Чтобы произошло такое подавление, травма не обязательно должна быть значительной. Травмирующие события могут быть самыми разными. Это могут быть не только несчастный случай или полученная на войне рана, но также и вербальное, эмоциональное, физическое и сексуальное насилие. Количество «захороненных» воспоминаний и степень их подавленности у всех людей разные.

Точно так же, и физический шок, эмоциональный шок должен быть временным. Когда эмоциональный шок длится неопределенное время, когда он становится хроническим, он наносит серьезный ущерб. Если не лечить телесную рану, она начинает гноиться и причиняет еще более серьезный, подчас угрожающий жизни вред.

Таким же образом и эмоциональная боль, которая отрицается или подавлена хроническим шоком, непременно напоминает о себе в свое время. Эмоциональная рана приведет к нарыву, который либо прорвется, либо уйдет вглубь, чтобы дать о себе знать иными проявлениями.

Эмоциональная «инфекция» может проявляться в деструктивном поведении, зависимостях, депрессии, нарушенных взаимоотношений и физической боли. Она может проявляться и в так называемых приемлемых моделях поведения – перфекционизме, трудоголизме и чрезмерной заботе о других.

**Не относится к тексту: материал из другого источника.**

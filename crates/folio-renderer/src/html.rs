//! HTML output for render trees.

use std::fmt::Write;

use pulldown_cmark_escape::{escape_href, escape_html, escape_html_body_text};

use crate::highlight::CSS_PREFIX;
use crate::media::MediaEmbed;
use crate::node::RenderNode;
use crate::richtext::{Emphasis, InlineNode, InlineStyle};

const IFRAME_ALLOW: &str =
    "accelerometer; autoplay; clipboard-write; encrypted-media; gyroscope; picture-in-picture; web-share";

pub fn render_html(nodes: &[RenderNode]) -> String {
    let mut html = String::new();
    write_nodes(&mut html, nodes);
    html
}

pub fn write_nodes(html: &mut String, nodes: &[RenderNode]) {
    for node in nodes {
        write_node(html, node);
    }
}

pub fn write_node(html: &mut String, node: &RenderNode) {
    match node {
        RenderNode::Paragraph { content, children } => {
            html.push_str("<p>");
            write_inlines(html, content);
            html.push_str("</p>\n");
            write_children(html, children);
        }
        RenderNode::Heading {
            level,
            anchor,
            content,
        } => {
            let _ = write!(html, "<h{level} id=\"");
            let _ = escape_html(&mut *html, anchor);
            html.push_str("\">");
            write_inlines(html, content);
            let _ = write!(html, "</h{level}>\n");
        }
        RenderNode::BulletedList { items } => {
            html.push_str("<ul>\n");
            write_nodes(html, items);
            html.push_str("</ul>\n");
        }
        RenderNode::NumberedList { items } => {
            html.push_str("<ol>\n");
            write_nodes(html, items);
            html.push_str("</ol>\n");
        }
        RenderNode::ListItem {
            ordinal,
            content,
            children,
        } => {
            match ordinal {
                Some(n) => {
                    let _ = write!(html, "<li value=\"{n}\">");
                }
                None => html.push_str("<li>"),
            }
            write_inlines(html, content);
            if !children.is_empty() {
                html.push('\n');
                write_nodes(html, children);
            }
            html.push_str("</li>\n");
        }
        RenderNode::Quote { content, children } => {
            html.push_str("<blockquote>");
            write_inlines(html, content);
            if !children.is_empty() {
                html.push('\n');
                write_nodes(html, children);
            }
            html.push_str("</blockquote>\n");
        }
        RenderNode::Callout {
            icon,
            color,
            content,
            children,
        } => {
            html.push_str("<aside class=\"callout");
            if let Some(color) = color {
                html.push_str(" color-");
                let _ = escape_html(&mut *html, color);
            }
            html.push_str("\">");
            if let Some(icon) = icon {
                html.push_str("<span class=\"callout-icon\">");
                let _ = escape_html_body_text(&mut *html, icon);
                html.push_str("</span>");
            }
            html.push_str("<div class=\"callout-body\">");
            write_inlines(html, content);
            if !children.is_empty() {
                html.push('\n');
                write_nodes(html, children);
            }
            html.push_str("</div></aside>\n");
        }
        RenderNode::Code {
            language,
            source,
            highlighted,
            caption,
        } => {
            html.push_str("<figure class=\"code-block\">");
            match highlighted {
                Some(highlighted) => {
                    let _ = write!(html, "<pre class=\"{CSS_PREFIX}code\"><code class=\"language-");
                    write_language_class(html, language);
                    html.push_str("\">");
                    html.push_str(highlighted);
                }
                None => {
                    html.push_str("<pre><code class=\"language-");
                    write_language_class(html, language);
                    html.push_str("\">");
                    let _ = escape_html_body_text(&mut *html, source);
                }
            }
            html.push_str("</code></pre>");
            write_caption(html, caption);
            html.push_str("</figure>\n");
        }
        RenderNode::Image { src, alt, caption } => {
            html.push_str("<figure class=\"image\">");
            match src {
                Some(src) => {
                    html.push_str("<img src=\"");
                    let _ = escape_href(&mut *html, src);
                    html.push_str("\" alt=\"");
                    let _ = escape_html(&mut *html, alt);
                    html.push_str("\" loading=\"lazy\" />");
                }
                None => {
                    html.push_str("<div class=\"image-placeholder\" role=\"img\" aria-label=\"");
                    let _ = escape_html(&mut *html, alt);
                    html.push_str("\">Image unavailable</div>");
                }
            }
            write_caption(html, caption);
            html.push_str("</figure>\n");
        }
        RenderNode::Media { embed, caption } => {
            html.push_str("<figure class=\"media\">");
            write_media(html, embed);
            write_caption(html, caption);
            html.push_str("</figure>\n");
        }
        RenderNode::Divider => html.push_str("<hr />\n"),
        RenderNode::Table {
            has_column_header,
            has_row_header,
            rows,
        } => write_table(html, *has_column_header, *has_row_header, rows),
    }
}

fn write_children(html: &mut String, children: &[RenderNode]) {
    if children.is_empty() {
        return;
    }
    html.push_str("<div class=\"block-children\">\n");
    write_nodes(html, children);
    html.push_str("</div>\n");
}

fn write_language_class(html: &mut String, language: &str) {
    let class: String = language
        .trim()
        .chars()
        .map(|c| if c.is_whitespace() { '-' } else { c.to_ascii_lowercase() })
        .collect();
    let _ = escape_html(&mut *html, &class);
}

fn write_caption(html: &mut String, caption: &[InlineNode]) {
    if caption.is_empty() {
        return;
    }
    html.push_str("<figcaption>");
    write_inlines(html, caption);
    html.push_str("</figcaption>");
}

fn write_iframe(html: &mut String, src: &str, title: &str) {
    html.push_str("<div class=\"media-frame\"><iframe src=\"");
    let _ = escape_href(&mut *html, src);
    html.push_str("\" title=\"");
    let _ = escape_html(&mut *html, title);
    let _ = write!(
        html,
        "\" loading=\"lazy\" allow=\"{IFRAME_ALLOW}\" referrerpolicy=\"strict-origin-when-cross-origin\" allowfullscreen></iframe></div>"
    );
}

fn write_external_link_open(html: &mut String, class: &str, href: &str) {
    let _ = write!(html, "<a class=\"{class}\" href=\"");
    let _ = escape_href(&mut *html, href);
    html.push_str("\" target=\"_blank\" rel=\"noopener noreferrer\">");
}

fn write_media(html: &mut String, embed: &MediaEmbed) {
    match embed {
        MediaEmbed::YouTube { embed_url } => write_iframe(html, embed_url, "YouTube video"),
        MediaEmbed::Video { src } => {
            html.push_str("<video src=\"");
            let _ = escape_href(&mut *html, src);
            html.push_str("\" controls preload=\"metadata\"></video>");
        }
        MediaEmbed::Frame { src, original } => {
            write_iframe(html, src, "Embedded content");
            write_external_link_open(html, "media-original", original);
            html.push_str("Open original</a>");
        }
        MediaEmbed::LinkCard { url, host } => {
            write_external_link_open(html, "link-card", url);
            html.push_str("<span class=\"link-card-host\">");
            let _ = escape_html_body_text(&mut *html, host);
            html.push_str("</span><span class=\"link-card-url\">");
            let _ = escape_html_body_text(&mut *html, url);
            html.push_str("</span></a>");
        }
    }
}

fn write_table(
    html: &mut String,
    has_column_header: bool,
    has_row_header: bool,
    rows: &[Vec<Vec<InlineNode>>],
) {
    html.push_str("<table>\n");
    let mut body = rows;
    if has_column_header {
        if let Some((head, rest)) = rows.split_first() {
            html.push_str("<thead><tr>");
            for cell in head {
                html.push_str("<th scope=\"col\">");
                write_inlines(html, cell);
                html.push_str("</th>");
            }
            html.push_str("</tr></thead>\n");
            body = rest;
        }
    }
    html.push_str("<tbody>\n");
    for row in body {
        html.push_str("<tr>");
        for (i, cell) in row.iter().enumerate() {
            let header = has_row_header && i == 0;
            html.push_str(if header { "<th scope=\"row\">" } else { "<td>" });
            write_inlines(html, cell);
            html.push_str(if header { "</th>" } else { "</td>" });
        }
        html.push_str("</tr>\n");
    }
    html.push_str("</tbody></table>\n");
}

pub fn write_inlines(html: &mut String, nodes: &[InlineNode]) {
    for node in nodes {
        write_inline(html, node);
    }
}

fn emphasis_tag(emphasis: Emphasis) -> &'static str {
    match emphasis {
        Emphasis::Bold => "strong",
        Emphasis::Italic => "em",
        Emphasis::Strikethrough => "s",
        Emphasis::Underline => "u",
    }
}

/// Link outermost, then color, then emphasis or code.
pub fn write_inline(html: &mut String, node: &InlineNode) {
    if let Some(href) = &node.href {
        write_external_link_open(html, "inline-link", href);
    }
    if let Some(color) = &node.color {
        html.push_str("<span class=\"color-");
        let _ = escape_html(&mut *html, color);
        html.push_str("\">");
    }

    match &node.style {
        InlineStyle::Code => {
            html.push_str("<code class=\"inline-code\">");
            let _ = escape_html_body_text(&mut *html, &node.text);
            html.push_str("</code>");
        }
        InlineStyle::Text { marks } => {
            for mark in marks {
                let _ = write!(html, "<{}>", emphasis_tag(*mark));
            }
            let _ = escape_html_body_text(&mut *html, &node.text);
            for mark in marks.iter().rev() {
                let _ = write!(html, "</{}>", emphasis_tag(*mark));
            }
        }
    }

    if node.color.is_some() {
        html.push_str("</span>");
    }
    if node.href.is_some() {
        html.push_str("</a>");
    }
}

#[cfg(test)]
mod tests {
    use super::*;
    use smol_str::SmolStr;

    fn styled(text: &str, marks: Vec<Emphasis>) -> InlineNode {
        InlineNode {
            text: text.into(),
            style: InlineStyle::Text { marks },
            color: None,
            href: None,
        }
    }

    #[test]
    fn test_inline_nesting() {
        let mut html = String::new();
        write_inline(
            &mut html,
            &InlineNode {
                text: "a < b".into(),
                style: InlineStyle::Text {
                    marks: vec![Emphasis::Bold, Emphasis::Italic],
                },
                color: Some(SmolStr::new("red")),
                href: Some("https://example.com/x".into()),
            },
        );
        insta::assert_snapshot!(html, @r#"<a class="inline-link" href="https://example.com/x" target="_blank" rel="noopener noreferrer"><span class="color-red"><strong><em>a &lt; b</em></strong></span></a>"#);
    }

    #[test]
    fn test_inline_code() {
        let mut html = String::new();
        write_inline(
            &mut html,
            &InlineNode {
                text: "x & y".into(),
                style: InlineStyle::Code,
                color: None,
                href: None,
            },
        );
        assert_eq!(html, "<code class=\"inline-code\">x &amp; y</code>");
    }

    #[test]
    fn test_numbered_list_values() {
        let html = render_html(&[RenderNode::NumberedList {
            items: vec![
                RenderNode::ListItem {
                    ordinal: Some(1),
                    content: vec![InlineNode::plain("c")],
                    children: vec![],
                },
                RenderNode::ListItem {
                    ordinal: Some(2),
                    content: vec![styled("d", vec![Emphasis::Underline])],
                    children: vec![],
                },
            ],
        }]);
        insta::assert_snapshot!(html.trim_end(), @r#"
        <ol>
        <li value="1">c</li>
        <li value="2"><u>d</u></li>
        </ol>
        "#);
    }

    #[test]
    fn test_table_headers() {
        let cell = |t: &str| vec![InlineNode::plain(t)];
        let html = render_html(&[RenderNode::Table {
            has_column_header: true,
            has_row_header: true,
            rows: vec![
                vec![cell("Name"), cell("Value")],
                vec![cell("a"), vec![]],
            ],
        }]);
        insta::assert_snapshot!(html.trim_end(), @r#"
        <table>
        <thead><tr><th scope="col">Name</th><th scope="col">Value</th></tr></thead>
        <tbody>
        <tr><th scope="row">a</th><td></td></tr>
        </tbody></table>
        "#);
    }

    #[test]
    fn test_image_placeholder() {
        let html = render_html(&[RenderNode::Image {
            src: None,
            alt: "chart".into(),
            caption: vec![InlineNode::plain("chart")],
        }]);
        assert_eq!(
            html,
            "<figure class=\"image\"><div class=\"image-placeholder\" role=\"img\" aria-label=\"chart\">Image unavailable</div><figcaption>chart</figcaption></figure>\n"
        );
    }

    #[test]
    fn test_link_card() {
        let html = render_html(&[RenderNode::Media {
            embed: MediaEmbed::LinkCard {
                url: "https://docs.rs/url".into(),
                host: "docs.rs".into(),
            },
            caption: vec![],
        }]);
        assert_eq!(
            html,
            "<figure class=\"media\"><a class=\"link-card\" href=\"https://docs.rs/url\" target=\"_blank\" rel=\"noopener noreferrer\"><span class=\"link-card-host\">docs.rs</span><span class=\"link-card-url\">https://docs.rs/url</span></a></figure>\n"
        );
    }

    #[test]
    fn test_plain_code_escaped() {
        let html = render_html(&[RenderNode::Code {
            language: "plain text".into(),
            source: "if a < b {}".into(),
            highlighted: None,
            caption: vec![],
        }]);
        assert_eq!(
            html,
            "<figure class=\"code-block\"><pre><code class=\"language-plain-text\">if a &lt; b {}</code></pre></figure>\n"
        );
    }
}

В ходе своей работы, когда я говорила с профессионалами и непрофессионалами о детских травмах и насилии, я встретила множество страдающих людей. Эти люди – жертвы войны. Речь идет не только о ветеранах таких известных войн, как Вторая мировая, война в Корее, Вьетнаме или Персидском заливе. Вновь и вновь я слышу рассказы жертв иной войны, которая не прекращается в тишине спален, на спортивных площадках, в школах, в школах и парках, в обыкновенных городах – таких, как Уичито в штате Канзас. Эта война не имеет географических границ. Эта война не связана с национальной и расовой принадлежностью, возрастом, полом, классом или религиозными убеждениями.

Жертв этой войны не так легко узнать, как узники Дахау или Дананга. У них нет ни татуированных номеров на запястьях, или шрамов, безмолвно напоминающих о пробившей плечо или бедро пуле. Они – неизвестные жертвы войны, которая втайне идет в каждом поселке, городке или мегаполисе по всему миру. Эти жертвы – узники иной войны, пленники боли, скрытой и их прошлом. Словно в камерах – одиночках, они заперты в скрытых кавернах своего разума – и это точно такие же тюрьмы, как те, что сделаны из бетона и стали.

Это история о борьбе узника за свое освобождение.

Это подлинная история.

Этот узник – я.


Часть первая

Возникновение контролирующего

ребенка

1.

военное время – 1944

Уинчито, штат Канзас, был далек от полей сражений, в отличие от душных джунглей Лусона и Минданао или заснеженных деревень и городов Лидице и Варшавы. Застывшие черно- белые изображения тел в униформе, небрежно разбросанных в снегу, проносились на экранах кинотеатров, отпечатываясь в памяти жителей Уичито. Но этим людям было мало дела до слухов о таких местах, как Бухенвальд и Освенцим, где люди с изможденными лицами стоят, потухшим взором глядя сквозь бесконечные ряды колючей проволоки.

Заснеженные поля Канзаса никогда не были залиты кровью солдат, сражавшихся, чтобы защитить ее от чужеземных захватчиков. В его полуденном воздухе никогда не раздавались крики ребенка, пытаемого охранниками концентрационного лагеря.

Но война и боль здесь были.

Хоть это был и Канзас.

«Мама! Я не могу дышать! Посиди со мной, мама. Я ненавижу этот сон. Он такой страшный».

«Тише», - отзывается моя мать. «Мама здесь, золотце».

Я чувствую, будто я тону в белом клее. На моем лице что-то липкое. Я задыхаюсь и кашляю, пытаясь вздохнуть.

«Пожалуйста, мама, держи меня за руку, не давай мне заснуть, чтобы не видеть этот сон».

У меня было во всех отношениях замечательное детство. До восьми лет я оставалась единственным ребенком своих родителей, окружавших меня любовью и вниманием. И хотя с рождением младшей сестры это внимание несколько уменьшилось, я не переставала ощущать заботу и любовь моей семьи. Родители трудились, не покладая рук, стараясь обеспечить нас. Во время Великой депрессии мы часто переезжали с места на место, чтобы отец мог найти себе работу. Одинокие вечера у колыбели со спящим младенцем были для моей матери обычным делом.